MyMobileWeb is an open-source product that simplifies the development of adaptive mobile web applications and portals, providing an advanced content & application adaptation environment. It is based on open-standards, Java and Java EE technology.

==Description==
Mobile Web interfaces designed with MyMobileWeb are defined once for all kind of devices. At runtime MyMobileWeb renders such interfaces in accordance with the characteristics and restrictions of the device and web browser used. Such characteristics are provided by a Device Description Repository such as WURFL or Device Atlas.

The pages are defined in a declarative language (based on Web Standards) made up with abstract visual controls and containers. Binding with structured sources of data is supported via the JSP 2.0 Expression Language. Automatic pagination is performed when necessary. JSR 170 API is also supported for content organization and storage, thus enabling the reuse of deployed Web content stored on a JSR 170 compatible content repository. The appearance is controlled through W-CSS and can be defined by configurable families of devices.
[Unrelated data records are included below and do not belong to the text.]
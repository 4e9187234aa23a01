mod hub;
mod message_router;
mod ws_handler;

pub use hub::*;
pub use message_router::*;
pub use ws_handler::*;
Other features of MyMobileWeb are an off-the-shelf internationalization support, an automatic validation framework that automatically generates scripting code when supported and an image transcoder. A more detailed description of its features can be found on the project features page.

==Eclipse plugin==
In order to facilitate the development of mobile web pages using an Eclipse plugin has been developed. This plugin is composed by a set of wizards and templates that prevent the developer from making tedious chores and automatically compiles and deploys the developed pages.

==Acknowledgements==
MyMobileWeb is an open-source R&D project under the Morfeo Open-Source Software Community. The project is founded by the Spanish Ministry of Industry, Tourism and Commerce under the Avanza Plan, and has been designated as a CELTIC flagship project of the CELTIC EUREKA Cluster.